*What you will do*
Show, from the entries below, every line in which "params" appears.

[Start of section]

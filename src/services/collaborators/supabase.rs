use anyhow::Context;
use async_trait::async_trait;
use chrono::{DateTime, NaiveDate, NaiveDateTime, Utc};
use serde::Deserialize;
use serde_json::json;

use super::{BookingLedger, BookingSink, BusySlotSource, ServiceCatalog};
use crate::models::{
    hhmm, Booking, BookingRequest, BookingStatus, BusySet, Master, Service, WorkingWindow,
};
use crate::services::scheduling::busy_grid;

/// Hosted catalog and bookings behind a PostgREST endpoint.
pub struct SupabaseStore {
    base_url: String,
    anon_key: String,
    window: WorkingWindow,
    client: reqwest::Client,
}

impl SupabaseStore {
    pub fn new(base_url: String, anon_key: String, window: WorkingWindow) -> Self {
        Self {
            base_url: base_url.trim_end_matches('/').to_string(),
            anon_key,
            window,
            client: reqwest::Client::new(),
        }
    }

    fn table_url(&self, table: &str, query: &str) -> String {
        if query.is_empty() {
            format!("{}/rest/v1/{table}", self.base_url)
        } else {
            format!("{}/rest/v1/{table}?{query}", self.base_url)
        }
    }

    fn cancel_request(&self, id: &str) -> reqwest::RequestBuilder {
        let url = self.table_url("bookings", "");
        by_id(self.client.patch(&url), id)
            .header("Prefer", "return=representation")
            .json(&json!({ "status": BookingStatus::Cancelled.as_str() }))
    }

    fn authed(&self, req: reqwest::RequestBuilder) -> reqwest::RequestBuilder {
        req.header("apikey", &self.anon_key)
            .bearer_auth(&self.anon_key)
    }

    async fn fetch<T: serde::de::DeserializeOwned>(
        &self,
        req: reqwest::RequestBuilder,
        what: &str,
    ) -> anyhow::Result<T> {
        let resp = self
            .authed(req)
            .send()
            .await
            .with_context(|| format!("failed to call Supabase ({what})"))?;

        let status = resp.status();
        let data: serde_json::Value = resp
            .json()
            .await
            .with_context(|| format!("failed to parse Supabase response ({what})"))?;

        if !status.is_success() {
            anyhow::bail!("{}", error_message(&data, status));
        }

        serde_json::from_value(data).with_context(|| format!("unexpected Supabase payload ({what})"))
    }
}

/// Row filter on `id`. The id travels as an encoded query value.
fn by_id(req: reqwest::RequestBuilder, id: &str) -> reqwest::RequestBuilder {
    req.query(&[("id", format!("eq.{id}"))])
}

/// PostgREST puts a human-readable reason in `message`.
fn error_message(data: &serde_json::Value, status: reqwest::StatusCode) -> String {
    data["message"]
        .as_str()
        .map(|s| s.to_string())
        .unwrap_or_else(|| format!("Supabase error ({status}): {data}"))
}

// ── Rows ──

#[derive(Debug, Deserialize)]
struct ServiceRow {
    id: serde_json::Value,
    name: String,
    description: Option<String>,
    price: f64,
    duration_minutes: u32,
    #[serde(default = "default_true")]
    is_active: bool,
    #[serde(default)]
    is_popular: bool,
}

fn default_true() -> bool {
    true
}

impl From<ServiceRow> for Service {
    fn from(row: ServiceRow) -> Self {
        let id = match row.id {
            serde_json::Value::String(s) => s,
            other => other.to_string(),
        };
        Service {
            id,
            name: row.name,
            description: row.description,
            price: row.price.round() as i64,
            duration_minutes: row.duration_minutes,
            is_active: row.is_active,
            is_popular: row.is_popular,
        }
    }
}

#[derive(Debug, Deserialize)]
struct BookingRow {
    id: serde_json::Value,
    service_id: serde_json::Value,
    booking_date: NaiveDate,
    booking_time: String,
    end_time: String,
    #[serde(default)]
    price: Option<f64>,
    #[serde(default)]
    status: Option<String>,
    #[serde(default)]
    created_at: Option<String>,
}

fn id_string(value: serde_json::Value) -> String {
    match value {
        serde_json::Value::String(s) => s,
        other => other.to_string(),
    }
}

fn parse_timestamp(raw: Option<&str>) -> NaiveDateTime {
    raw.and_then(|s| {
        DateTime::parse_from_rfc3339(s)
            .map(|dt| dt.with_timezone(&Utc).naive_utc())
            .ok()
            .or_else(|| NaiveDateTime::parse_from_str(s, "%Y-%m-%dT%H:%M:%S%.f").ok())
    })
    .unwrap_or_else(|| Utc::now().naive_utc())
}

impl TryFrom<BookingRow> for Booking {
    type Error = anyhow::Error;

    fn try_from(row: BookingRow) -> anyhow::Result<Self> {
        Ok(Booking {
            start_time: hhmm::parse(&row.booking_time)?,
            end_time: hhmm::parse(&row.end_time)?,
            created_at: parse_timestamp(row.created_at.as_deref()),
            status: row
                .status
                .as_deref()
                .map(BookingStatus::parse)
                .unwrap_or(BookingStatus::Pending),
            price: row.price.map(|p| p.round() as i64).unwrap_or(0),
            id: id_string(row.id),
            service_id: id_string(row.service_id),
            date: row.booking_date,
        })
    }
}

fn insert_body(request: &BookingRequest) -> serde_json::Value {
    json!({
        "service_id": request.service_id,
        "booking_date": request.date.format("%Y-%m-%d").to_string(),
        "booking_time": format!("{}:00", hhmm::format(&request.start_time)),
        "end_time": format!("{}:00", hhmm::format(&request.end_time)),
        "status": BookingStatus::Confirmed.as_str(),
        "price": request.price,
    })
}

// ── Collaborators ──

#[async_trait]
impl ServiceCatalog for SupabaseStore {
    async fn active_services(&self) -> anyhow::Result<Vec<Service>> {
        let url = self.table_url(
            "services",
            "select=*&is_active=eq.true&order=is_popular.desc,name.asc",
        );
        let rows: Vec<ServiceRow> = self.fetch(self.client.get(&url), "services").await?;
        tracing::info!(count = rows.len(), "services loaded from Supabase");
        Ok(rows.into_iter().map(Service::from).collect())
    }

    async fn master(&self) -> anyhow::Result<Option<Master>> {
        let url = self.table_url("masters", "select=name,description&limit=1");
        let rows: Vec<Master> = self.fetch(self.client.get(&url), "master").await?;
        Ok(rows.into_iter().next())
    }
}

#[async_trait]
impl BusySlotSource for SupabaseStore {
    async fn busy_slots(&self, date: NaiveDate) -> anyhow::Result<BusySet> {
        let url = self.table_url(
            "bookings",
            &format!(
                "select=booking_time,end_time&booking_date=eq.{}&status=neq.cancelled",
                date.format("%Y-%m-%d")
            ),
        );

        #[derive(Deserialize)]
        struct Span {
            booking_time: String,
            end_time: String,
        }

        let spans: Vec<Span> = self.fetch(self.client.get(&url), "busy slots").await?;
        let mut intervals = Vec::with_capacity(spans.len());
        for span in spans {
            intervals.push((hhmm::parse(&span.booking_time)?, hhmm::parse(&span.end_time)?));
        }
        Ok(busy_grid(intervals, self.window.interval_minutes))
    }
}

#[async_trait]
impl BookingSink for SupabaseStore {
    async fn create_booking(&self, request: &BookingRequest) -> anyhow::Result<Booking> {
        let url = self.table_url("bookings", "");
        let req = self
            .client
            .post(&url)
            .header("Prefer", "return=representation")
            .json(&insert_body(request));

        let rows: Vec<BookingRow> = self.fetch(req, "create booking").await?;
        let row = rows
            .into_iter()
            .next()
            .ok_or_else(|| anyhow::anyhow!("Supabase returned no booking row"))?;
        let booking = Booking::try_from(row)?;

        tracing::info!(booking_id = %booking.id, date = %booking.date, "booking created in Supabase");
        Ok(booking)
    }
}

#[async_trait]
impl BookingLedger for SupabaseStore {
    async fn recent_bookings(&self, limit: i64) -> anyhow::Result<Vec<Booking>> {
        let url = self.table_url(
            "bookings",
            &format!("select=*&order=created_at.desc&limit={limit}"),
        );
        let rows: Vec<BookingRow> = self.fetch(self.client.get(&url), "recent bookings").await?;
        rows.into_iter().map(Booking::try_from).collect()
    }

    async fn find_booking(&self, id: &str) -> anyhow::Result<Option<Booking>> {
        let url = self.table_url("bookings", "select=*");
        let req = by_id(self.client.get(&url), id);
        let rows: Vec<BookingRow> = self.fetch(req, "find booking").await?;
        rows.into_iter().next().map(Booking::try_from).transpose()
    }

    async fn cancel_booking(&self, id: &str) -> anyhow::Result<bool> {
        let rows: Vec<serde_json::Value> = self
            .fetch(self.cancel_request(id), "cancel booking")
            .await?;
        Ok(!rows.is_empty())
    }
}

#[cfg(test)]
mod tests {
    use super::*;
    use chrono::NaiveTime;

    #[test]
    fn test_table_url() {
        let store = SupabaseStore::new(
            "https://demo.supabase.co/".to_string(),
            "anon".to_string(),
            WorkingWindow::default(),
        );
        assert_eq!(
            store.table_url("services", "select=*"),
            "https://demo.supabase.co/rest/v1/services?select=*"
        );
        assert_eq!(
            store.table_url("bookings", ""),
            "https://demo.supabase.co/rest/v1/bookings"
        );
    }

    #[test]
    fn test_cancel_request_encodes_id() {
        let store = SupabaseStore::new(
            "https://demo.supabase.co".to_string(),
            "anon".to_string(),
            WorkingWindow::default(),
        );
        let request = store
            .cancel_request("b-1&status=eq.confirmed")
            .build()
            .unwrap();
        assert_eq!(request.method(), reqwest::Method::PATCH);
        assert_eq!(request.url().path(), "/rest/v1/bookings");

        let pairs: Vec<(String, String)> = request
            .url()
            .query_pairs()
            .map(|(k, v)| (k.into_owned(), v.into_owned()))
            .collect();
        assert_eq!(
            pairs,
            vec![("id".to_string(), "eq.b-1&status=eq.confirmed".to_string())]
        );
    }

    #[test]
    fn test_master_row() {
        let rows: Vec<Master> =
            serde_json::from_value(json!([{ "name": "Anna Smirnova", "description": null }]))
                .unwrap();
        assert_eq!(rows[0].name, "Anna Smirnova");
        assert_eq!(rows[0].description, None);
    }

    #[test]
    fn test_service_row_with_numeric_id() {
        let row: ServiceRow = serde_json::from_value(json!({
            "id": 7,
            "name": "Gel polish",
            "description": null,
            "price": 2200.0,
            "duration_minutes": 90,
            "is_popular": true
        }))
        .unwrap();
        let service = Service::from(row);
        assert_eq!(service.id, "7");
        assert_eq!(service.price, 2200);
        assert!(service.is_active);
        assert!(service.is_popular);
    }

    #[test]
    fn test_booking_row_parsing() {
        let row: BookingRow = serde_json::from_value(json!({
            "id": "b-1",
            "service_id": 2,
            "booking_date": "2024-09-03",
            "booking_time": "10:00:00",
            "end_time": "11:30:00",
            "price": 2200,
            "status": "confirmed",
            "created_at": "2024-09-02T09:15:00+00:00"
        }))
        .unwrap();
        let booking = Booking::try_from(row).unwrap();
        assert_eq!(booking.service_id, "2");
        assert_eq!(booking.start_time, NaiveTime::from_hms_opt(10, 0, 0).unwrap());
        assert_eq!(booking.end_time, NaiveTime::from_hms_opt(11, 30, 0).unwrap());
        assert_eq!(booking.status, BookingStatus::Confirmed);
        assert_eq!(
            booking.created_at,
            NaiveDate::from_ymd_opt(2024, 9, 2)
                .unwrap()
                .and_hms_opt(9, 15, 0)
                .unwrap()
        );
    }

    #[test]
    fn test_insert_body_uses_seconds() {
        let request = BookingRequest {
            service_id: "1".to_string(),
            date: NaiveDate::from_ymd_opt(2024, 9, 3).unwrap(),
            start_time: NaiveTime::from_hms_opt(10, 0, 0).unwrap(),
            end_time: NaiveTime::from_hms_opt(11, 0, 0).unwrap(),
            price: 1500,
        };
        let body = insert_body(&request);
        assert_eq!(body["booking_time"], "10:00:00");
        assert_eq!(body["end_time"], "11:00:00");
        assert_eq!(body["status"], "confirmed");
    }

    #[test]
    fn test_error_message_prefers_message_field() {
        let data = json!({ "message": "duplicate key value violates unique constraint" });
        assert_eq!(
            error_message(&data, reqwest::StatusCode::CONFLICT),
            "duplicate key value violates unique constraint"
        );
        let bare = json!({});
        assert!(error_message(&bare, reqwest::StatusCode::BAD_GATEWAY).contains("502"));
    }
}
use std::fs;
use std::path::Path;

use anyhow::Context;
use rusqlite::{params, Connection};

pub const DEFAULT_DIR: &str = concat!(env!("CARGO_MANIFEST_DIR"), "/migrations");

#[derive(Debug)]
struct Migration {
    name: String,
    sql: String,
}

fn load_migrations(dir: &Path) -> anyhow::Result<Vec<Migration>> {
    let mut migrations: Vec<Migration> = fs::read_dir(dir)
        .with_context(|| format!("failed to read migrations directory {}", dir.display()))?
        .filter_map(|e| e.ok())
        .map(|e| e.path())
        .filter(|p| p.extension().is_some_and(|ext| ext == "sql"))
        .map(|path| {
            let name = path
                .file_name()
                .map(|n| n.to_string_lossy().to_string())
                .unwrap_or_default();
            let sql = fs::read_to_string(&path)
                .with_context(|| format!("failed to read migration file: {name}"))?;
            Ok(Migration { name, sql })
        })
        .collect::<anyhow::Result<_>>()?;

    migrations.sort_by(|a, b| a.name.cmp(&b.name));
    Ok(migrations)
}

/// Applies every not-yet-recorded `*.sql` file in `dir`, in file-name order.
/// Returns how many were applied.
pub fn run_migrations(conn: &Connection, dir: &Path) -> anyhow::Result<usize> {
    conn.execute_batch(
        "CREATE TABLE IF NOT EXISTS _migrations (
            name TEXT PRIMARY KEY,
            applied_at TEXT NOT NULL DEFAULT (datetime('now'))
        );",
    )
    .context("failed to create migrations table")?;

    if !dir.exists() {
        tracing::warn!(dir = %dir.display(), "migrations directory not found, skipping");
        return Ok(0);
    }

    let mut applied = 0;
    for migration in load_migrations(dir)? {
        let already_applied: bool = conn
            .query_row(
                "SELECT COUNT(*) > 0 FROM _migrations WHERE name = ?1",
                params![migration.name],
                |row| row.get(0),
            )
            .context("failed to check migration status")?;

        if already_applied {
            continue;
        }

        let tx = conn.unchecked_transaction()?;
        tx.execute_batch(&migration.sql)
            .with_context(|| format!("failed to apply migration: {}", migration.name))?;
        tx.execute(
            "INSERT INTO _migrations (name) VALUES (?1)",
            params![migration.name],
        )
        .with_context(|| format!("failed to record migration: {}", migration.name))?;
        tx.commit()?;

        tracing::info!(name = %migration.name, "applied migration");
        applied += 1;
    }

    Ok(applied)
}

[End of section]

*Finished task*
use rusqlite::{params, Connection};
                params![migration.name],
            params![migration.name],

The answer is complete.